Tuesday, 26 May 2009

Around Scotland - Tuesday 26 May 2009





(Tuesday 26 May 2009)


Can new Labour restore lost credit with radical democratic reforms?

The MP expenses scandal has provided endless hours of morally justified fun as well as outrage for all of us plebs, who would never ever fiddle a claim of course.

Duck houses and moats encapsulate Tory greed, and we happily jeer because it doesn't surprise us.

But the most shocking thing is that neither does the greed of Labour MPs.

Yes, we know from the last 12 years that there are far too few honourable men and women on the Labour benches. But you'd imagine that every Labour MP would be extremely careful to keep their noses clean on expenses. After all, they owe their very seats in large part to public revulsion at Tory sleaze of the 1980s and 1990s.

Meanwhile, the moral panic kicked off by the scandal has extended to the very constitution of the UK itself.

It is good that people in power are for once talking seriously about a list of issues including the balance of powers between parliament and government, the status of the House of Lords and the electoral system.

But the danger is that it will be the powerful already in the Establishment who will decide what changes get made and that such changes will not fulfil the demands for openness, transparency or democracy.

I can see the twisted smile of m'Lord Mandelson as he readies his latest scam to separate the trade unions he despises from the Labour Party with his scheme for state funding of political parties.

If there's going to be constitutional change, it needs to come from the bottom up, not from the rotten top down.

The people of Britain could learn a useful lesson from us Scots. We went through a lot of constitutional debate before the Scottish Parliament was finally established in the 1990s.

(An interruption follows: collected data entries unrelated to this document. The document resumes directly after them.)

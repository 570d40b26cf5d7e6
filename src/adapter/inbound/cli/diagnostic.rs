//! Miette-based error diagnostics for CLI error presentation.
//!
//! Crate errors are converted into a [`CliDiagnostic`] carrying a stable
//! code and, where one helps, a suggestion. TOML syntax errors additionally
//! point at the offending span of the configuration file.

use std::fmt::Display;
use std::path::Path;

use miette::{Diagnostic, LabeledSpan, NamedSource, SourceCode, SourceSpan};
use thiserror::Error;

use crate::domain::error::{DataValidationError, SlotError};
use crate::error::{ConfigError, Error, SolverError};

/// Error rendered at the CLI boundary.
#[derive(Debug, Error)]
#[error("{message}")]
pub struct CliDiagnostic {
    pub message: String,
    pub code: String,
    pub help: Option<String>,
    pub src: Option<NamedSource<String>>,
    pub span: Option<SourceSpan>,
}

impl Diagnostic for CliDiagnostic {
    fn code<'a>(&'a self) -> Option<Box<dyn Display + 'a>> {
        Some(Box::new(&self.code))
    }

    fn help<'a>(&'a self) -> Option<Box<dyn Display + 'a>> {
        self.help
            .as_ref()
            .map(|help| Box::new(help) as Box<dyn Display + 'a>)
    }

    fn source_code(&self) -> Option<&dyn SourceCode> {
        self.src.as_ref().map(|src| src as &dyn SourceCode)
    }

    fn labels(&self) -> Option<Box<dyn Iterator<Item = LabeledSpan> + '_>> {
        let span = self.span?;
        Some(Box::new(std::iter::once(LabeledSpan::new_with_span(
            Some("here".to_string()),
            span,
        ))))
    }
}

impl CliDiagnostic {
    #[must_use]
    pub fn new(code: &str, message: impl Into<String>) -> Self {
        Self {
            message: message.into(),
            code: format!("linestack::{code}"),
            help: None,
            src: None,
            span: None,
        }
    }

    #[must_use]
    pub fn with_help(mut self, help: impl Into<String>) -> Self {
        self.help = Some(help.into());
        self
    }

    /// Attach the file content and the byte range to underline.
    #[must_use]
    pub fn with_source(mut self, name: &str, content: String, offset: usize, len: usize) -> Self {
        self.src = Some(NamedSource::new(name, content));
        self.span = Some((offset, len).into());
        self
    }
}

/// Build the diagnostic for `err`.
///
/// `config_path` is the file the failed command read, used to show the
/// source of TOML syntax errors.
#[must_use]
pub fn diagnose(err: &Error, config_path: Option<&Path>) -> CliDiagnostic {
    match err {
        Error::Config(ConfigError::Parse(parse)) => {
            let diag = CliDiagnostic::new("config::parse", "failed to parse config")
                .with_help(parse.message().to_string());
            match (config_path, parse.span()) {
                (Some(path), Some(span)) => match std::fs::read_to_string(path) {
                    Ok(content) => diag.with_source(
                        &path.display().to_string(),
                        content,
                        span.start,
                        span.len(),
                    ),
                    Err(_) => diag,
                },
                _ => diag,
            }
        }
        Error::Config(ConfigError::ReadFile(_)) => CliDiagnostic::new("config::read", err.to_string())
            .with_help("pass --config <PATH> or create ~/.linestack/config.toml"),
        Error::Config(ConfigError::MissingField { field: "rules" }) => {
            CliDiagnostic::new("config::rules", err.to_string())
                .with_help("site = \"custom\" needs a full [rules] table in the config file")
        }
        Error::Config(ConfigError::InvalidValue { field: "overlap", .. }) => {
            CliDiagnostic::new("config::overlap", err.to_string())
                .with_help("lower --overlap; lineups must differ by at least one player")
        }
        Error::Config(_) => CliDiagnostic::new("config", err.to_string())
            .with_help("run `linestack config validate` to check the file"),
        Error::Validation(validation) => {
            let help = match validation {
                DataValidationError::EmptyRoster { .. } => {
                    "both the skaters and the goalies file need at least one row"
                }
                DataValidationError::InvalidPosition { .. } => {
                    "positions are C, W (or LW/RW) and D, joined with '/' for dual eligibility"
                }
                _ => "rows are numbered from 0 after the header",
            };
            CliDiagnostic::new("input", err.to_string()).with_help(help)
        }
        Error::Csv(_) => CliDiagnostic::new("input::csv", err.to_string())
            .with_help("check that the file exists and has a header row"),
        Error::Solver(SolverError::Backend { .. }) => {
            CliDiagnostic::new("solver", err.to_string())
                .with_help("the solve was retried once; try a longer --time-limit")
        }
        Error::Solver(SolverError::InconsistentSolution { .. }) => {
            CliDiagnostic::new("solver::inconsistent", err.to_string())
        }
        Error::Slot(SlotError::NoGoalieSlot { .. } | SlotError::Unplaceable { .. }) => {
            CliDiagnostic::new("slots", err.to_string())
                .with_help("the roster slots cannot hold the selected positions; check the site rules")
        }
        Error::Io(_) => CliDiagnostic::new("io", err.to_string()),
        Error::Prompt(_) => CliDiagnostic::new("prompt", err.to_string())
            .with_help("pass --site to skip the prompt"),
        Error::Task(_) => CliDiagnostic::new("task", err.to_string()),
    }
}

The fact that our Holyrood Parliament commands respect now is because it was founded on a Claim of Right - the sovereignty of the Scottish people.

It was given form by the Scottish Constitutional Convention, led by the civic bodies of Scotland - the Scottish TUC and the local authorities and the churches.

And it was delivered in 1997 by the popular vote for the Labour Party, which had made devolution its main platform in the election in Scotland.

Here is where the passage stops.